→ Data supplied
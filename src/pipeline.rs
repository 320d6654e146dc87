use std::path::{Path, PathBuf};

use clap::{Parser, Subcommand};
use serde::Serialize;

use crate::activate::Activator;
use crate::builder::ReleaseBuilder;
use crate::cmd::{CommandRunner, CommandSpec, SystemRunner};
use crate::config::Config;
use crate::error::{DeployError, DeployResult};
use crate::layout::Layout;
use crate::lock::DeployLock;
use crate::outcome::{DeployOutcome, Warning};
use crate::provision::EnvironmentPreparer;
use crate::proxy::{self, ProxyConfigurator};
use crate::prune::{self, PruneReport};
use crate::release::{Clock, MANIFEST_FILE, Manifest, Release, ReleaseId, SystemClock};
use crate::stack::{self, Stack, systemctl};

/// Release manager for one domain: deploy, rollback, list and
/// prune releases.
pub struct Pipeline<'a> {
    config: &'a Config,
    runner: &'a dyn CommandRunner,
    clock: &'a dyn Clock,
    layout: Layout,
    stack: Box<dyn Stack>,
}

/// One row of `releases`.
#[derive(Debug, Clone, PartialEq, Eq, Serialize)]
pub struct ReleaseInfo {
    pub id: ReleaseId,
    pub path: PathBuf,
    pub active: bool,
    /// Whether the build completed and was verified.
    pub built: bool,
    pub commit: Option<String>,
}

impl<'a> Pipeline<'a> {
    /// The configuration must already be validated.
    #[must_use]
    pub fn new(config: &'a Config, runner: &'a dyn CommandRunner) -> Self {
        Self {
            config,
            runner,
            clock: &SystemClock,
            layout: Layout::for_config(config),
            stack: stack::for_config(config),
        }
    }

    #[must_use]
    pub fn clock(mut self, clock: &'a dyn Clock) -> Self {
        self.clock = clock;
        self
    }

    #[must_use]
    pub const fn layout(&self) -> &Layout {
        &self.layout
    }

    /// Prepare the host, build a new release, configure the
    /// proxy, activate, and prune.
    ///
    /// Any error before activation leaves `current` exactly as
    /// it was.
    pub fn deploy(&self) -> DeployResult<DeployOutcome> {
        tracing::info!(
            domain = %self.config.domain,
            stack = %self.config.stack,
            branch = %self.config.branch,
            "deploy started"
        );
        let _lock = DeployLock::acquire(&self.layout.lock_path())?;

        let mut warnings = EnvironmentPreparer::new(
            self.config,
            &self.layout,
            self.runner,
            self.stack.as_ref(),
        )
        .prepare()?;

        let (release, build_warnings) = ReleaseBuilder::new(
            self.config,
            &self.layout,
            self.runner,
            self.stack.as_ref(),
            self.clock,
        )
        .build()?;
        warnings.extend(build_warnings);

        if self.config.configure_proxy {
            let proxy = ProxyConfigurator::new(self.config, &self.layout, self.runner);
            warnings.extend(proxy.configure(&release.id)?);
        }

        warnings.extend(self.activator().activate(&self.layout.current(), &release)?);

        // Live from here on: failures become warnings.
        let (release_count, pruned) = match prune::prune(&self.layout, self.config.keep_releases) {
            Ok(report) => {
                warnings.extend(report.warnings);
                (report.remaining, report.removed)
            }
            Err(e) => {
                tracing::warn!(error = %e, "pruning failed after activation");
                warnings.push(Warning::best_effort("prune", e.to_string()));
                let count = self.layout.list_releases().map_or(0, |ids| ids.len());
                (count, Vec::new())
            }
        };

        let outcome = DeployOutcome {
            domain: self.config.domain.clone(),
            release: release.id,
            active_path: release.served,
            release_count,
            pruned,
            warnings,
        };
        tracing::info!(release = %outcome.release, degraded = outcome.is_degraded(), "deploy finished");
        Ok(outcome)
    }

    /// Point `current` back at an existing release without
    /// rebuilding or relinking it.
    pub fn rollback(&self, timestamp: &str) -> DeployResult<DeployOutcome> {
        let id = ReleaseId::parse(timestamp)
            .ok_or_else(|| DeployError::RollbackTargetNotFound(timestamp.to_string()))?;

        // Held from the existence check through the swap.
        let _lock = DeployLock::acquire(&self.layout.lock_path())?;

        let path = self.layout.release_path(&id);
        if !path.is_dir() {
            return Err(DeployError::RollbackTargetNotFound(id.to_string()));
        }

        let manifest = Manifest::read(&path)?.ok_or_else(|| DeployError::BuildVerification {
            release: id.to_string(),
            marker: PathBuf::from(MANIFEST_FILE),
        })?;
        let release = Release::new(id, path, Path::new(&manifest.served));

        tracing::info!(release = %release.id, "rolling back");
        let warnings = self.activator().activate(&self.layout.current(), &release)?;

        Ok(DeployOutcome {
            domain: self.config.domain.clone(),
            release: release.id,
            active_path: release.served,
            release_count: self.layout.list_releases()?.len(),
            pruned: Vec::new(),
            warnings,
        })
    }

    /// Releases on disk, newest first.
    pub fn releases(&self) -> DeployResult<Vec<ReleaseInfo>> {
        let active = self.layout.active_release()?;
        self.layout
            .list_releases()?
            .into_iter()
            .map(|id| -> DeployResult<ReleaseInfo> {
                let path = self.layout.release_path(&id);
                let manifest = Manifest::read(&path)?;
                Ok(ReleaseInfo {
                    active: active.as_ref() == Some(&id),
                    built: manifest.is_some(),
                    commit: manifest.and_then(|m| m.commit),
                    id,
                    path,
                })
            })
            .collect()
    }

    /// Apply the retention window now.
    pub fn prune(&self) -> DeployResult<PruneReport> {
        let _lock = DeployLock::acquire(&self.layout.lock_path())?;
        prune::prune(&self.layout, self.config.keep_releases)
    }

    /// Describe a deploy without touching the host.
    pub fn dry_run(&self) -> DeployResult<String> {
        let shared: Vec<String> = self
            .config
            .shared_items()
            .iter()
            .map(|i| i.name.clone())
            .collect();
        let reloads: Vec<String> = self
            .reload_commands()
            .iter()
            .map(CommandSpec::display)
            .collect();

        let mut lines = vec![
            format!("Domain root:  {}", self.layout.root().display()),
            format!("Stack:        {}", self.config.stack),
            format!("Packages:     {}", self.stack.packages().join(" ")),
            format!(
                "Fetch:        git clone --depth 1 --single-branch --branch {} {}",
                self.config.branch, self.config.repository
            ),
            format!("Shared:       {}", shared.join(", ")),
            format!("Marker:       {}", self.stack.marker().display()),
            format!("Serve:        {}", self.stack.served_dir().display()),
            format!("Migrations:   {}", if self.config.run_migrations { "yes" } else { "no" }),
            format!("Reload:       {}", reloads.join("; ")),
            format!("Keep:         {} releases", self.config.keep_releases),
        ];
        if self.config.configure_proxy {
            lines.push(String::new());
            lines.push(proxy::render_site(self.config, &self.layout)?);
        }
        Ok(lines.join("\n"))
    }

    fn reload_commands(&self) -> Vec<CommandSpec> {
        let mut reloads = self.stack.reload_commands();
        if self.config.configure_proxy {
            reloads.push(systemctl("reload", "nginx"));
        }
        reloads
    }

    fn activator(&self) -> Activator<'_> {
        Activator::new(self.runner, self.reload_commands())
    }
}

#[derive(Parser)]
#[command(name = "estaleiro")]
#[command(about = "Timestamped releases with an atomic current symlink")]
struct Cli {
    /// YAML configuration file. Without it, settings come from
    /// environment variables (DOMAIN, REPO_URL, BRANCH, ...).
    #[arg(long, global = true)]
    config: Option<PathBuf>,

    #[command(subcommand)]
    command: Command,
}

#[derive(Subcommand)]
enum Command {
    /// Build a new release and make it current
    Deploy {
        /// Print the plan and the Nginx site without executing
        #[arg(long)]
        dry_run: bool,
    },

    /// Point current back at an existing release
    Rollback {
        /// Release timestamp (YYYYMMDD_HHMMSS)
        timestamp: String,
    },

    /// List releases on disk
    Releases {
        /// Print JSON instead of a table
        #[arg(long)]
        json: bool,
    },

    /// Delete releases outside the retention window
    Prune,
}

/// Parse CLI arguments, load and validate configuration, and
/// dispatch the command against the real host.
pub fn run() -> DeployResult<()> {
    let cli = Cli::parse();

    let config = match &cli.config {
        Some(path) => Config::from_file(path)?,
        None => Config::from_env()?,
    };
    let runner = SystemRunner::new()?;
    let pipeline = Pipeline::new(&config, &runner);

    match cli.command {
        Command::Deploy { dry_run: true } => {
            eprintln!("=== Dry run: no changes will be made ===");
            println!("{}", pipeline.dry_run()?);
        }
        Command::Deploy { dry_run: false } => {
            let outcome = pipeline.deploy()?;
            eprintln!();
            if outcome.is_degraded() {
                eprintln!("Deployed with warnings: reload failed, follow up manually.");
            } else {
                eprintln!("Deployment complete!");
            }
            println!("{outcome}");
        }
        Command::Rollback { timestamp } => {
            let outcome = pipeline.rollback(&timestamp)?;
            eprintln!("Rolled back to {}", outcome.release);
            println!("{outcome}");
        }
        Command::Releases { json } => {
            let releases = pipeline.releases()?;
            if json {
                println!("{}", serde_json::to_string_pretty(&releases)?);
            } else {
                for r in &releases {
                    let marker = if r.active { "*" } else { " " };
                    let state = if r.built { "built" } else { "incomplete" };
                    let commit = r.commit.as_deref().unwrap_or("-");
                    println!("{marker} {}  {state:<10}  {commit}", r.id);
                }
            }
        }
        Command::Prune => {
            let report = pipeline.prune()?;
            for id in &report.removed {
                eprintln!("Removed {id}");
            }
            for warning in &report.warnings {
                eprintln!("Warning: {warning}");
            }
            println!("{} releases remain", report.remaining);
        }
    }

    Ok(())
}

#[cfg(test)]
mod tests {
    use super::*;
    use clap::CommandFactory;

    #[test]
    fn cli_is_well_formed() {
        Cli::command().debug_assert();
    }

    #[test]
    fn parses_rollback_with_global_config() {
        let cli = Cli::try_parse_from([
            "estaleiro",
            "rollback",
            "20240101_000000",
            "--config",
            "deploy.yml",
        ])
        .unwrap();

        assert_eq!(cli.config, Some(PathBuf::from("deploy.yml")));
        assert!(matches!(
            cli.command,
            Command::Rollback { ref timestamp } if timestamp == "20240101_000000"
        ));
    }

    #[test]
    fn rollback_requires_timestamp() {
        assert!(Cli::try_parse_from(["estaleiro", "rollback"]).is_err());
    }
}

→ Directions for this task
Lines holding the string "Point": find them in the listing above and copy each one.

→ Written reply
    /// Point `current` back at an existing release without
    /// Point current back at an existing release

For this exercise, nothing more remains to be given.